Winner of the 2010 James Beard Foundation Award for Feature Essay, Reiner expands his gripping article that first appeared in Esquire in 2009. With the spirit and edge of a seasoned sports announcer calling a fight, the author graphically depicts both the cumulative effects of two decades of living at the mercy of chronic illness and the staggering play-by-play of a recent life-threatening episode when his guts literally exploded.
This self-described “glutton in a greyhound’s body” first experienced Crohn’s disease—a crippling autoimmune disorder typically causing severe intestinal inflammation—at a young age, when gorging on a bag of dried apricots brought on an attack of diarrhea that proved the harbinger of later flare-ups as an adult, culminating in the memoir’s springboard, a small bowel obstruction that ruptured his ileum and spilled bacteria into his gut, causing mind-numbing pain and peritonitis.

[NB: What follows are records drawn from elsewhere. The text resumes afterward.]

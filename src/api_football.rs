use anyhow::{Context, Result, anyhow};
use reqwest::Url;
use serde_json::Value;
use tracing::debug;

use crate::config::AppConfig;
use crate::http_cache::fetch_json_cached;
use crate::http_client::http_client_with_timeout;

/// Query for the upstream `/fixtures` endpoint. Unset fields are not sent.
#[derive(Debug, Clone, Default, PartialEq)]
pub struct FixtureParams {
    pub id: Option<u64>,
    pub league: Option<u64>,
    pub season: Option<i32>,
    pub date: Option<String>,
    pub team: Option<u64>,
    pub last: Option<u32>,
}

impl FixtureParams {
    pub fn to_query(&self) -> Vec<(&'static str, String)> {
        let mut q = Vec::new();
        if let Some(id) = self.id {
            q.push(("id", id.to_string()));
        }
        if let Some(league) = self.league {
            q.push(("league", league.to_string()));
        }
        if let Some(season) = self.season {
            q.push(("season", season.to_string()));
        }
        if let Some(date) = self.date.as_deref().filter(|d| !d.trim().is_empty()) {
            q.push(("date", date.trim().to_string()));
        }
        if let Some(team) = self.team {
            q.push(("team", team.to_string()));
        }
        if let Some(last) = self.last {
            q.push(("last", last.to_string()));
        }
        q
    }
}

/// Football data provider. Every method returns the provider's `response` array.
pub trait FootballSource: Send + Sync {
    fn fixtures(&self, params: &FixtureParams) -> Result<Vec<Value>>;
    fn odds(&self, fixture_id: u64) -> Result<Vec<Value>>;
    fn search_teams(&self, name: &str) -> Result<Vec<Value>>;
    fn injuries(&self, team_id: u64, season: i32) -> Result<Vec<Value>>;
    fn head_to_head(&self, home_id: u64, away_id: u64, last: Option<u32>) -> Result<Vec<Value>>;
}

#[derive(Debug, Clone)]
pub struct ApiFootball {
    base: String,
    key: Option<String>,
    timeout_secs: u64,
}

impl ApiFootball {
    pub fn new(cfg: &AppConfig) -> Self {
        Self {
            base: cfg.apisports_base.trim_end_matches('/').to_string(),
            key: cfg.apisports_key.clone(),
            timeout_secs: cfg.upstream_timeout_secs,
        }
    }

    fn get(&self, path: &str, query: &[(&str, String)]) -> Result<Vec<Value>> {
        let key = self
            .key
            .as_deref()
            .ok_or_else(|| anyhow!("Missing APISPORTS_KEY environment variable"))?;
        let raw_url = format!("{}/{}", self.base, path.trim_start_matches('/'));
        let url = Url::parse_with_params(&raw_url, query.iter().map(|(k, v)| (*k, v.as_str())))
            .with_context(|| format!("invalid upstream url {raw_url}"))?;

        debug!(%url, "api-football request");
        let client = http_client_with_timeout(self.timeout_secs)?;
        let body = fetch_json_cached(
            client,
            &url,
            &[("x-apisports-key", key), ("Accept", "application/json")],
        )
        .with_context(|| format!("GET {path} failed"))?;
        parse_response_array(&body)
    }
}

impl FootballSource for ApiFootball {
    fn fixtures(&self, params: &FixtureParams) -> Result<Vec<Value>> {
        self.get("/fixtures", &params.to_query())
    }

    fn odds(&self, fixture_id: u64) -> Result<Vec<Value>> {
        self.get("/odds", &[("fixture", fixture_id.to_string())])
    }

    fn search_teams(&self, name: &str) -> Result<Vec<Value>> {
        self.get("/teams", &[("search", name.to_string())])
    }

    fn injuries(&self, team_id: u64, season: i32) -> Result<Vec<Value>> {
        self.get(
            "/injuries",
            &[("team", team_id.to_string()), ("season", season.to_string())],
        )
    }

    fn head_to_head(&self, home_id: u64, away_id: u64, last: Option<u32>) -> Result<Vec<Value>> {
        let mut query = vec![("h2h", format!("{home_id}-{away_id}"))];
        if let Some(last) = last {
            query.push(("last", last.to_string()));
        }
        self.get("/fixtures/headtohead", &query)
    }
}

/// Extracts the `response` array from an API-FOOTBALL envelope; anything else is empty.
pub fn parse_response_array(raw: &str) -> Result<Vec<Value>> {
    let trimmed = raw.trim();
    if trimmed.is_empty() || trimmed == "null" {
        return Ok(Vec::new());
    }
    let root: Value = serde_json::from_str(trimmed).context("invalid api-football json")?;
    Ok(root
        .get("response")
        .and_then(Value::as_array)
        .cloned()
        .unwrap_or_default())
}

#[cfg(test)]
mod tests {
    use super::*;

    #[test]
    fn query_skips_unset_and_blank_fields() {
        let params = FixtureParams {
            league: Some(39),
            season: Some(2025),
            date: Some("  ".to_string()),
            ..Default::default()
        };
        assert_eq!(
            params.to_query(),
            vec![("league", "39".to_string()), ("season", "2025".to_string())]
        );
    }

    #[test]
    fn response_array_is_extracted() {
        let items = parse_response_array(r#"{"get":"teams","response":[{"a":1},{"a":2}]}"#).unwrap();
        assert_eq!(items.len(), 2);
        assert!(parse_response_array("null").unwrap().is_empty());
        assert!(parse_response_array(r#"{"errors":{}}"#).unwrap().is_empty());
    }

    #[test]
    fn missing_key_is_reported() {
        let api = ApiFootball::new(&AppConfig::from_lookup(|_| None));
        let err = api.search_teams("Arsenal").unwrap_err();
        assert!(err.to_string().contains("Missing APISPORTS_KEY"));
    }
}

The resulting surgery left Reiner with an internal wound that wouldn’t heal, forcing physicians to recommend he be NPO (nil per os, or absolutely “nothing by mouth”) for three months. In an age when you-are-what’s-eating-you memoirs line the shelves, Reiner’s self-pitiless account stands out for the irony of a foodie being unable to eat, the sheer magnitude of the torment endured, the courage to stare down unrelenting pain, the honest introspection into how suffering made the author insufferable and rocked his family and, above all, his refreshingly snide attitude toward his disease. Reiner’s heart-wrenching description of coveting even the smallest bit of food when he could not eat is as memorable as his behavioral observations when sick and in recovery: “After the patient’s recovery, sympathy is as welcome as genital warts. It sounds like pity, and pity is the last thing you want to hear. Pity is a reminder that you were sick, and a sorry confirmation that people still think of you as sick.”
An inspiring, incredible tale.
"An incredible, inspiring tale."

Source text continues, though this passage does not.